> [WHAT NEEDS TO BE DONE]:
In the records below, find the line holding "i <= candidates.len())" and the line holding "parse error: expected". Set down both, with every line between them, exactly.
_ _ _
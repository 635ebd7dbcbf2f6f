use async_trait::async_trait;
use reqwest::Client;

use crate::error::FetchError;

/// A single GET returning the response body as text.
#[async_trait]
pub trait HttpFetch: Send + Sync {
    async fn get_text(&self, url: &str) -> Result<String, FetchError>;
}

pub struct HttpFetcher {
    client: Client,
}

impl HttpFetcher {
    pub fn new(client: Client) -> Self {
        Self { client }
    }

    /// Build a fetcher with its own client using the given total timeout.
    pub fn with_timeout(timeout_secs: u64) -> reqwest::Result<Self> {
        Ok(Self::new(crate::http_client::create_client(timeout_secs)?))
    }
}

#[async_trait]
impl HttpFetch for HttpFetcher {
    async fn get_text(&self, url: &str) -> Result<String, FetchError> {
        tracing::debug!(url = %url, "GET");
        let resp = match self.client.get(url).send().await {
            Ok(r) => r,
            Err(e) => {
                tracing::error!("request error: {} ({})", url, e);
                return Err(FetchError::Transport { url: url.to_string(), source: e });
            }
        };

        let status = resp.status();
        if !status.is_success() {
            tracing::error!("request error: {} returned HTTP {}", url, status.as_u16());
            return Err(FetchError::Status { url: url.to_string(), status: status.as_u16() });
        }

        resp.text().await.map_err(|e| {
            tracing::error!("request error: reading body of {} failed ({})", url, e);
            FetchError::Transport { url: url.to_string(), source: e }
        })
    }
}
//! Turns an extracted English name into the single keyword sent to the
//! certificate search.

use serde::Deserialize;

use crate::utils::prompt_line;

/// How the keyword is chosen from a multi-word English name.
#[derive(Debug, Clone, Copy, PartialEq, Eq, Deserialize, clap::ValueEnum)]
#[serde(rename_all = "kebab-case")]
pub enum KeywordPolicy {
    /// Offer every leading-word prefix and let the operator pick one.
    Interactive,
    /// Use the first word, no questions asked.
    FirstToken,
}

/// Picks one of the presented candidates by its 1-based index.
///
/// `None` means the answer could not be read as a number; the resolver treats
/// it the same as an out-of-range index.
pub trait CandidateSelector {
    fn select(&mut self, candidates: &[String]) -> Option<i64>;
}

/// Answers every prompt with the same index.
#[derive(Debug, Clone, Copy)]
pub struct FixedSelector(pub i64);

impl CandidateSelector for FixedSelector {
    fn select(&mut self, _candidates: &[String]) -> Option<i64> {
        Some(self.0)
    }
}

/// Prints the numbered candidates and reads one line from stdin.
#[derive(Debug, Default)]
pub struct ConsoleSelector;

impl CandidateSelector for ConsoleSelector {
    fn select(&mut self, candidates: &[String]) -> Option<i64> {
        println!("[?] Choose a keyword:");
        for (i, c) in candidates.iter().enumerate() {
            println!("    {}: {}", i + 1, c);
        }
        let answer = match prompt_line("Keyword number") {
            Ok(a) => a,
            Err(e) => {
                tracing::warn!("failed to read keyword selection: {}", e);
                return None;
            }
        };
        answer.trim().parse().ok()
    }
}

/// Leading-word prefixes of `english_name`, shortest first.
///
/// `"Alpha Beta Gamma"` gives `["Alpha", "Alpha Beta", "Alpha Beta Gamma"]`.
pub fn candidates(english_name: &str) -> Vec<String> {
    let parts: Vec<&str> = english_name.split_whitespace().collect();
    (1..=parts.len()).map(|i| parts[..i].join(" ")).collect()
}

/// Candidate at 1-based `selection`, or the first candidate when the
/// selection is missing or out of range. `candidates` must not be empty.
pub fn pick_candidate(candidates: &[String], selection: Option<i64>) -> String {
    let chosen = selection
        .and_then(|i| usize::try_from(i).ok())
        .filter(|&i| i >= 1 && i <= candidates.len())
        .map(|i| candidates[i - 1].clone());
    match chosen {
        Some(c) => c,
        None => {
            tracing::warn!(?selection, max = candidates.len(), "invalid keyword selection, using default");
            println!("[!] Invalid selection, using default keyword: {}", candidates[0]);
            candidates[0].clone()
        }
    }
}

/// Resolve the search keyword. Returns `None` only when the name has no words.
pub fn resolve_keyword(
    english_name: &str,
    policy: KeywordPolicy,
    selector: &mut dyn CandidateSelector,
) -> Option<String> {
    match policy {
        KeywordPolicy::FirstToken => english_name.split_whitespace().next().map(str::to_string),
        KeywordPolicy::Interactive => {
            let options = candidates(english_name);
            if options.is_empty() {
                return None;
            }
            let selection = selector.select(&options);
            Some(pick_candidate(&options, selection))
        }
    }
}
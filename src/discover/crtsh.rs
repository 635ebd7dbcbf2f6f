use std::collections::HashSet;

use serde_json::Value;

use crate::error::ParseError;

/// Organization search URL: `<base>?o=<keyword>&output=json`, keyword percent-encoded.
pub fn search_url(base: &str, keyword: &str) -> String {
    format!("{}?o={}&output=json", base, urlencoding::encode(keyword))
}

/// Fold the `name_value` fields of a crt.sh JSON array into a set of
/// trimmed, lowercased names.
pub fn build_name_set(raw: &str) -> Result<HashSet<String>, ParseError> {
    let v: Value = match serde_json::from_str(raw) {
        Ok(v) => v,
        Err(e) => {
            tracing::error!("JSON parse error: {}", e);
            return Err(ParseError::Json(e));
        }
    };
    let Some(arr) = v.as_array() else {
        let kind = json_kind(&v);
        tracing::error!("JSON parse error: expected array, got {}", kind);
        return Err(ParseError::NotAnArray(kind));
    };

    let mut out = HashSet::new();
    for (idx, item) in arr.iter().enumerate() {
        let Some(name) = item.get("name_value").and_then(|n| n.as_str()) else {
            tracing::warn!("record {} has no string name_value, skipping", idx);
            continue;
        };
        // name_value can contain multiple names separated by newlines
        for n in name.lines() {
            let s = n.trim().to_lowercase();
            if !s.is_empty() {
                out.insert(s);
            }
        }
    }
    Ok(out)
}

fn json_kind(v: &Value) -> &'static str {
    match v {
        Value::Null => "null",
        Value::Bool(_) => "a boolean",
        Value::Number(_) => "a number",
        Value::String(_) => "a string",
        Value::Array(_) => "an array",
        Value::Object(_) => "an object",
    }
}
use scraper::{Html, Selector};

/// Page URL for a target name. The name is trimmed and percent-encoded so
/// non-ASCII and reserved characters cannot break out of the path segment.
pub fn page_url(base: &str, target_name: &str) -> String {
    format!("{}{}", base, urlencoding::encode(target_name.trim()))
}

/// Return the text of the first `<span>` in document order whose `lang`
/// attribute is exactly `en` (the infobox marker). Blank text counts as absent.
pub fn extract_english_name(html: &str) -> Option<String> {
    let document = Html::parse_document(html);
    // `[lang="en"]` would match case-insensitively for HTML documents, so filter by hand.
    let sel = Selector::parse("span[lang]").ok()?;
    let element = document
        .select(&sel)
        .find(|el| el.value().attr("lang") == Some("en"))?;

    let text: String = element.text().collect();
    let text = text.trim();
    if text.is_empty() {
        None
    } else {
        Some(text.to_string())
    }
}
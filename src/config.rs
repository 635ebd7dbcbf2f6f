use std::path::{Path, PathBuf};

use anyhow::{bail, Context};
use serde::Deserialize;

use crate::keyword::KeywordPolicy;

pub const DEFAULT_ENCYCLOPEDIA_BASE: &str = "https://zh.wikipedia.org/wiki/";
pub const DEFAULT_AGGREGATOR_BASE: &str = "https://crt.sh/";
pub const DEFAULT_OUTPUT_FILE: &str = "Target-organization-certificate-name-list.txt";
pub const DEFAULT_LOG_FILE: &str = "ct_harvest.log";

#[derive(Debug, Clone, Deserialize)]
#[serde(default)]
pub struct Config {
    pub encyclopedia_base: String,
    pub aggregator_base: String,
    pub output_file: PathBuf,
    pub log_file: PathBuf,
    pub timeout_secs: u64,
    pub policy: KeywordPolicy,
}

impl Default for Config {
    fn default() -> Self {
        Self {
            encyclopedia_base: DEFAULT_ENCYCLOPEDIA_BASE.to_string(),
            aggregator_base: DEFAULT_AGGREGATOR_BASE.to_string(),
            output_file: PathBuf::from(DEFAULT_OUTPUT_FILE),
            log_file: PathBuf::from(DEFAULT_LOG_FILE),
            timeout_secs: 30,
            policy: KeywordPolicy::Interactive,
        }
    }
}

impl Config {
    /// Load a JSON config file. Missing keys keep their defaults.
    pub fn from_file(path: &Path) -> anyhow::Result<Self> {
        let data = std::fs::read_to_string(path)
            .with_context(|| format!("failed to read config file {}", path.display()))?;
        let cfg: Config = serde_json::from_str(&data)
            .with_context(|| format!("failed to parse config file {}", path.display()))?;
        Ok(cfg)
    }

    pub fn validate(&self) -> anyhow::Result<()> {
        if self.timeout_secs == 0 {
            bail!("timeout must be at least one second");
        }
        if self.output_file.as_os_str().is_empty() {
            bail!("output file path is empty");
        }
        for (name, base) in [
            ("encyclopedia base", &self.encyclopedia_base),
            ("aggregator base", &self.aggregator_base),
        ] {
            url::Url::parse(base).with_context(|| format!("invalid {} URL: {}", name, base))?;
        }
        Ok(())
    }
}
_ _ _
> [SOLUTION FOR THIS EXERCISE]:
        .filter(|&i| i >= 1 && i <= candidates.len())
        .map(|i| candidates[i - 1].clone());
    match chosen {
        Some(c) => c,
        None => {
            tracing::warn!(?selection, max = candidates.len(), "invalid keyword selection, using default");
            println!("[!] Invalid selection, using default keyword: {}", candidates[0]);
            candidates[0].clone()
        }
    }
}

/// Resolve the search keyword. Returns `None` only when the name has no words.
pub fn resolve_keyword(
    english_name: &str,
    policy: KeywordPolicy,
    selector: &mut dyn CandidateSelector,
) -> Option<String> {
    match policy {
        KeywordPolicy::FirstToken => english_name.split_whitespace().next().map(str::to_string),
        KeywordPolicy::Interactive => {
            let options = candidates(english_name);
            if options.is_empty() {
                return None;
            }
            let selection = selector.select(&options);
            Some(pick_candidate(&options, selection))
        }
    }
}
filename src/discover/crtsh.rs
repository 635ebd7dbcbf2f6f
use std::collections::HashSet;

use serde_json::Value;

use crate::error::ParseError;

/// Organization search URL: `<base>?o=<keyword>&output=json`, keyword percent-encoded.
pub fn search_url(base: &str, keyword: &str) -> String {
    format!("{}?o={}&output=json", base, urlencoding::encode(keyword))
}

/// Fold the `name_value` fields of a crt.sh JSON array into a set of
/// trimmed, lowercased names.
pub fn build_name_set(raw: &str) -> Result<HashSet<String>, ParseError> {
    let v: Value = match serde_json::from_str(raw) {
        Ok(v) => v,
        Err(e) => {
            tracing::error!("JSON parse error: {}", e);
            return Err(ParseError::Json(e));
        }
    };
    let Some(arr) = v.as_array() else {
        let kind = json_kind(&v);
        tracing::error!("JSON parse error: expected array, got {}", kind);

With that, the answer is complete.